==== Material provided ====
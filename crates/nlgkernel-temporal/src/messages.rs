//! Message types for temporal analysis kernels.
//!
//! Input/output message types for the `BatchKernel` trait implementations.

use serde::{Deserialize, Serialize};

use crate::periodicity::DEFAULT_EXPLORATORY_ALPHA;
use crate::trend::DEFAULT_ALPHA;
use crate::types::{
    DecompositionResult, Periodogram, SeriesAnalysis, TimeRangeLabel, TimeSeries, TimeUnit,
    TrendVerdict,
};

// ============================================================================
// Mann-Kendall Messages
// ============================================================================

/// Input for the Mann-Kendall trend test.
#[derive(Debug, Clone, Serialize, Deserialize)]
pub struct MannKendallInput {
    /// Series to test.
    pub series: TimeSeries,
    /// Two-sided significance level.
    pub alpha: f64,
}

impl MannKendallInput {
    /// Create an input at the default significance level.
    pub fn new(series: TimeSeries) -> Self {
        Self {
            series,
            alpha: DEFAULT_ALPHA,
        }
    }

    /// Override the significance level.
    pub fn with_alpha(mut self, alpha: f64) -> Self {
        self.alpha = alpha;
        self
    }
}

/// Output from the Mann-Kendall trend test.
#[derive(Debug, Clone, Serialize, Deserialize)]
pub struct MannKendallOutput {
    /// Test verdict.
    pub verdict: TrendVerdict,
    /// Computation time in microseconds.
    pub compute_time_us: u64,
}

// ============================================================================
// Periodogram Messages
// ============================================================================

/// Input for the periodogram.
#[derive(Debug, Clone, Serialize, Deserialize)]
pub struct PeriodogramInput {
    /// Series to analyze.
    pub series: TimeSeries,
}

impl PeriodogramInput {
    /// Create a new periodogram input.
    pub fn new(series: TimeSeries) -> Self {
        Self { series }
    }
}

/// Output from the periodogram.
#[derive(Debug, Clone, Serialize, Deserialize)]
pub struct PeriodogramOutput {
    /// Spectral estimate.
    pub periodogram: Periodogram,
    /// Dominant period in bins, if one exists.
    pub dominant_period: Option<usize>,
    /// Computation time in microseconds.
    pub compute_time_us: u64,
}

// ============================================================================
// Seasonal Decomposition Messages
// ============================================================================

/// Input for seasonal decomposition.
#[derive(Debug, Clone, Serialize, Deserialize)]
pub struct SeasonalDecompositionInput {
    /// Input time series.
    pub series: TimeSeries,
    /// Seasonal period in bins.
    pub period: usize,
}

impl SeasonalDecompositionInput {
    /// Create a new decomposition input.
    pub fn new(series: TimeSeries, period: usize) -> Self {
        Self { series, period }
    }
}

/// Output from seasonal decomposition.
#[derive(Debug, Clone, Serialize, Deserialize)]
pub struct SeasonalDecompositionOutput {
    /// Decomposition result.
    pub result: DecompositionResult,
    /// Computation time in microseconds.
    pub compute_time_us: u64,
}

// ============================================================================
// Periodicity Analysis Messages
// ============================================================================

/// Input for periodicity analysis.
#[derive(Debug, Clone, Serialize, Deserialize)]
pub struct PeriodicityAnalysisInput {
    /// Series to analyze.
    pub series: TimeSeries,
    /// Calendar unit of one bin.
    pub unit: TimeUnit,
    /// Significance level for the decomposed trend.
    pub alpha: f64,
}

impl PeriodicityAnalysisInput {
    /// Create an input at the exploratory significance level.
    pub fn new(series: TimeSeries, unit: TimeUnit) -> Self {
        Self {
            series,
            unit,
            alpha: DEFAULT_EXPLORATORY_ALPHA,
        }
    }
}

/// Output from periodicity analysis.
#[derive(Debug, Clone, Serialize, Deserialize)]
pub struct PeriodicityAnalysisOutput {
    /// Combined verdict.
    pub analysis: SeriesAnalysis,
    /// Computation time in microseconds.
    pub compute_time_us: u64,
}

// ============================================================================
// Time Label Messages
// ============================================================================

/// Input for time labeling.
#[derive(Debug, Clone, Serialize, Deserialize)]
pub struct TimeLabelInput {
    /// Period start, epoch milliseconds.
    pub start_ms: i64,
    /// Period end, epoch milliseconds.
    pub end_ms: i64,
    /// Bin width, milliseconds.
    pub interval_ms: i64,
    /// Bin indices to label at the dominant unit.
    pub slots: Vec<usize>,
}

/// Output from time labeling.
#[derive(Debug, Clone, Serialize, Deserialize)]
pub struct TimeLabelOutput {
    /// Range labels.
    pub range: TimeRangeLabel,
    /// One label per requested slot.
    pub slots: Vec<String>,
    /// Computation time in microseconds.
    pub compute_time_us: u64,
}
====
==== Material provided ====
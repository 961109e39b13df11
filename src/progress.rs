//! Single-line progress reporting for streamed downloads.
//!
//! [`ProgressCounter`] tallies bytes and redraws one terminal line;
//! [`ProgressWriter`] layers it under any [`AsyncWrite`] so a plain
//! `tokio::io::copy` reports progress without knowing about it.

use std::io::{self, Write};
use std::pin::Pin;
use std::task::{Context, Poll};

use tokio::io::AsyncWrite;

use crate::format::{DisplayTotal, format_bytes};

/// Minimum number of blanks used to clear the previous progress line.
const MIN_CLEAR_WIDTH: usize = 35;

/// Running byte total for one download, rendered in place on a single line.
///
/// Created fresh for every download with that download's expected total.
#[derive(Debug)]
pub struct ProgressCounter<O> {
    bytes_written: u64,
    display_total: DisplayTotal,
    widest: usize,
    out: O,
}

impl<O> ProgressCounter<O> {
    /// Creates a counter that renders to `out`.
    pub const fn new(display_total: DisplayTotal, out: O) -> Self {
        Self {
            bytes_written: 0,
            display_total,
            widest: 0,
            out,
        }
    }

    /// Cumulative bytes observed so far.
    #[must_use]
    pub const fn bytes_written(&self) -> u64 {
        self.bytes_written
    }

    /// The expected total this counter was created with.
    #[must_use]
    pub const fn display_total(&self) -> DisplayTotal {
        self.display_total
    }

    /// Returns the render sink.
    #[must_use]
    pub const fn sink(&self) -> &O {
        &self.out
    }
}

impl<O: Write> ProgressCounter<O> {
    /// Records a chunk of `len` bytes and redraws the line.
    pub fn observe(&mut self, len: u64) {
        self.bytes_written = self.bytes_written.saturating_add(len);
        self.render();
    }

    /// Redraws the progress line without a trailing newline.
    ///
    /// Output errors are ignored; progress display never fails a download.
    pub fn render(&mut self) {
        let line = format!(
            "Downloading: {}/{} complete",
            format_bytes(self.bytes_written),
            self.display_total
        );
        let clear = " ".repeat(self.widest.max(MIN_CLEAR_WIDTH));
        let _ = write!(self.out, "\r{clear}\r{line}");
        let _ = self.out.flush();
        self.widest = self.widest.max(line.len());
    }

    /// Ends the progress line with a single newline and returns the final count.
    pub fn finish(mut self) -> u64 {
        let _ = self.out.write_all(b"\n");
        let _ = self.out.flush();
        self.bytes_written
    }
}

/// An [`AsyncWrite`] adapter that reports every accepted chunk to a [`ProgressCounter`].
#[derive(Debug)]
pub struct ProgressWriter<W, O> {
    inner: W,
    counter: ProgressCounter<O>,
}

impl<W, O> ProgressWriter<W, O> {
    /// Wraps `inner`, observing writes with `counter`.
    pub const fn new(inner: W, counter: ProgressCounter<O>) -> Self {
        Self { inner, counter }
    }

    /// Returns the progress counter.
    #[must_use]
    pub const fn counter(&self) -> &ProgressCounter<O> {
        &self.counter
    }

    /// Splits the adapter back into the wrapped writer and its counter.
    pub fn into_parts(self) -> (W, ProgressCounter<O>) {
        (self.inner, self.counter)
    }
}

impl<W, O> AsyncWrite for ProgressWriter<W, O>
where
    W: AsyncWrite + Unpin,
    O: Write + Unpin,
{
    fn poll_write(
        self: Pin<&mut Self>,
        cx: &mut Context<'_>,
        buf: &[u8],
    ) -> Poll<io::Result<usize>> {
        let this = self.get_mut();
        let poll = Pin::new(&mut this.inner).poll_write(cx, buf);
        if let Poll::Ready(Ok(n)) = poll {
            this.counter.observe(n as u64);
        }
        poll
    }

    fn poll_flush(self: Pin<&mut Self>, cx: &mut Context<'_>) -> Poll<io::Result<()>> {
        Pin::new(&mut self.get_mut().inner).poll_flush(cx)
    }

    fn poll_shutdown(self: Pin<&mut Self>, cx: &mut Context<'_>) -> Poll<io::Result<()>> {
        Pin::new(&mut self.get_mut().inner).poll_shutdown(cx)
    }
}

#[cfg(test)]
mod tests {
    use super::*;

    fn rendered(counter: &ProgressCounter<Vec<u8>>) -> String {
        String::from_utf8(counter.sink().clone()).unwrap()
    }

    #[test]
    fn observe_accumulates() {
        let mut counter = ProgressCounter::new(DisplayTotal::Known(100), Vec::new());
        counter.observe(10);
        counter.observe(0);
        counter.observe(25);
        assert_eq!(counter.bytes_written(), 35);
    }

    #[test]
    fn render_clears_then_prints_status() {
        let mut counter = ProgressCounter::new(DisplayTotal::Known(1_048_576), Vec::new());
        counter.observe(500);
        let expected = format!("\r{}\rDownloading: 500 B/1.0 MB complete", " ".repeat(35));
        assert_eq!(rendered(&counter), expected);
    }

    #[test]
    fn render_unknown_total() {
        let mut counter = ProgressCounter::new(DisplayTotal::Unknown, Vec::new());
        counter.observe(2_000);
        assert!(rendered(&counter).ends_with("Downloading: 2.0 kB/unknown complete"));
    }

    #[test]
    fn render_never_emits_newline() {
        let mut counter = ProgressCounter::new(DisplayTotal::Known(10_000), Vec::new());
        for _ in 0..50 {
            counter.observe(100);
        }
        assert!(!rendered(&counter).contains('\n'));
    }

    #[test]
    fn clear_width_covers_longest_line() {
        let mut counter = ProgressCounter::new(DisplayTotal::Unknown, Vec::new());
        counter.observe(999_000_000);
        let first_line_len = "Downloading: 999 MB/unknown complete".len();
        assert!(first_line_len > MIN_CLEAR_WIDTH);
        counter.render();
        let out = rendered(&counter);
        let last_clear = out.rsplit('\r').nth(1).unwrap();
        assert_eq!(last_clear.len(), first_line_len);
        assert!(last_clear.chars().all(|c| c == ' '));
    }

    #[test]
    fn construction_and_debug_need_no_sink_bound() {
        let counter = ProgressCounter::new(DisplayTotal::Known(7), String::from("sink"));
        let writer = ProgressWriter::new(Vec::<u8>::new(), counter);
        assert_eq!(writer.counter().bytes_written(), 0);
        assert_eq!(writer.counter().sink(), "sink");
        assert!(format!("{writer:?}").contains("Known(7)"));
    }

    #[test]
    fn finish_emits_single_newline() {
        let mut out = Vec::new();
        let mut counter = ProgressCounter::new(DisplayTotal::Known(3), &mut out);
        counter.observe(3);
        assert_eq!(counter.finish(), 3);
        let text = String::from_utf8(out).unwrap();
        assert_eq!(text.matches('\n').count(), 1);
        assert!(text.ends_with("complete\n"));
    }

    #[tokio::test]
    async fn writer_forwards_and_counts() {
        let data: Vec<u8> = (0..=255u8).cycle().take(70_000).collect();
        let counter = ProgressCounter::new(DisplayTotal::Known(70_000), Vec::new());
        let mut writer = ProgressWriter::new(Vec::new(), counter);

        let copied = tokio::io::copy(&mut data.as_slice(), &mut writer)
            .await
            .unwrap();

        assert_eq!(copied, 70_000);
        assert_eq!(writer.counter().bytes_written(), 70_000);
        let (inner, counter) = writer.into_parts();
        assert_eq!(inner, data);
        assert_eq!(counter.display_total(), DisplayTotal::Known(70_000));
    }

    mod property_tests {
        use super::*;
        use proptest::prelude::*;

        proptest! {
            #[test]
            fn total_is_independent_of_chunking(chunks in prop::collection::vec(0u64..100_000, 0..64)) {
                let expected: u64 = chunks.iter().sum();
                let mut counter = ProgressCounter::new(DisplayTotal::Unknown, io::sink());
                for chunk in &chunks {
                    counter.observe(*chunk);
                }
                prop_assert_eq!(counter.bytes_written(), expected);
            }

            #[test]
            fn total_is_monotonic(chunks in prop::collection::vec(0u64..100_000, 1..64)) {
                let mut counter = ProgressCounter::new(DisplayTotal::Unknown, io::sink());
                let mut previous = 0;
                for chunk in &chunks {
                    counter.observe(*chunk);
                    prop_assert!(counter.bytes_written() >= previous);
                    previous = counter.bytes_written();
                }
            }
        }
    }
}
====
==== Material provided ====
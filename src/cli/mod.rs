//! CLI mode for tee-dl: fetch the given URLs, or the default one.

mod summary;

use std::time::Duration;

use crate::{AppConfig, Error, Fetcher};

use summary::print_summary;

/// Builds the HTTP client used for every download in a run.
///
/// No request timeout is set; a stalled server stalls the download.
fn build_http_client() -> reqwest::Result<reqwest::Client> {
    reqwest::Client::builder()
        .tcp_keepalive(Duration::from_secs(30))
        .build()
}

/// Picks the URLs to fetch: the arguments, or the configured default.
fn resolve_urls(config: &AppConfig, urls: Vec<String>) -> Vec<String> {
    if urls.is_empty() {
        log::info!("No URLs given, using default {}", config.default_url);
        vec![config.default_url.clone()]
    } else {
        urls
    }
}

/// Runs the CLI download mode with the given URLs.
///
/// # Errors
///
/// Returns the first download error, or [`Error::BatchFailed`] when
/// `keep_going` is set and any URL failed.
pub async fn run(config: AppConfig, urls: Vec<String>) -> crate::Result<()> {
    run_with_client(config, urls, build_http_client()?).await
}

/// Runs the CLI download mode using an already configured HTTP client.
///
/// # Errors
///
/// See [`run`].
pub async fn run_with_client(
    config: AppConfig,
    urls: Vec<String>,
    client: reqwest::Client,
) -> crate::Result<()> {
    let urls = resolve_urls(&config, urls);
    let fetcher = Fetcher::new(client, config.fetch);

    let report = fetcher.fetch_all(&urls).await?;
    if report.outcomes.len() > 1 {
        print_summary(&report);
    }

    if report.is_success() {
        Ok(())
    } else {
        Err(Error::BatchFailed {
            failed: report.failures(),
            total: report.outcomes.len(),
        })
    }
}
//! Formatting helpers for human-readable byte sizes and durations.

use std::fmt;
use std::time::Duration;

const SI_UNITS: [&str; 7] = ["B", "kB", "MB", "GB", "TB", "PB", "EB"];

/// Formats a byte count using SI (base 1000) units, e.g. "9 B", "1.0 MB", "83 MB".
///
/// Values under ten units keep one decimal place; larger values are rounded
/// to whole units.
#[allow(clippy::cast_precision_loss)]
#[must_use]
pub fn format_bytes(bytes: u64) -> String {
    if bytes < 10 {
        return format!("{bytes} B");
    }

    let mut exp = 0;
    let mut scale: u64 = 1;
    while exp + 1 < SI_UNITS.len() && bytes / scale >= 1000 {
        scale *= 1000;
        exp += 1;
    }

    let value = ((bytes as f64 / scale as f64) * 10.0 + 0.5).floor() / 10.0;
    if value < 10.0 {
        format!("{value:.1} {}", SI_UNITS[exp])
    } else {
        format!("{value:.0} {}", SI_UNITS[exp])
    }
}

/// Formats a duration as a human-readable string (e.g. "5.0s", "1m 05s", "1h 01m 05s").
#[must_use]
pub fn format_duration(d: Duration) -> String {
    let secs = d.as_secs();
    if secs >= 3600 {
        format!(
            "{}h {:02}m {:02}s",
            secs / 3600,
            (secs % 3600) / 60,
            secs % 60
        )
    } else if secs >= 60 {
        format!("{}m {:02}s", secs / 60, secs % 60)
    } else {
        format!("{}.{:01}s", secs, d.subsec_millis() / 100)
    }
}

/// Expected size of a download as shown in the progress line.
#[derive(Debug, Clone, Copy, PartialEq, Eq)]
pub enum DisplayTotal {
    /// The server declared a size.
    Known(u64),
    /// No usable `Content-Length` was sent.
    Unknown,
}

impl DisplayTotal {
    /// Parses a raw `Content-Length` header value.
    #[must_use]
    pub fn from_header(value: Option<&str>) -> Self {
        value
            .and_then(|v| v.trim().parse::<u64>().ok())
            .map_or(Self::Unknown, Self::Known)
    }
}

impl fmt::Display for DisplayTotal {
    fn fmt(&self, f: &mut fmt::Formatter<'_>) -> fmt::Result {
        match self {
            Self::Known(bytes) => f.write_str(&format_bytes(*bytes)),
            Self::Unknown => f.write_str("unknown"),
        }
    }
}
====
### Task:
Copy each line of the records containing the string "reqwest".

### Response to this task:
fn build_http_client() -> reqwest::Result<reqwest::Client> {
    reqwest::Client::builder()
    client: reqwest::Client,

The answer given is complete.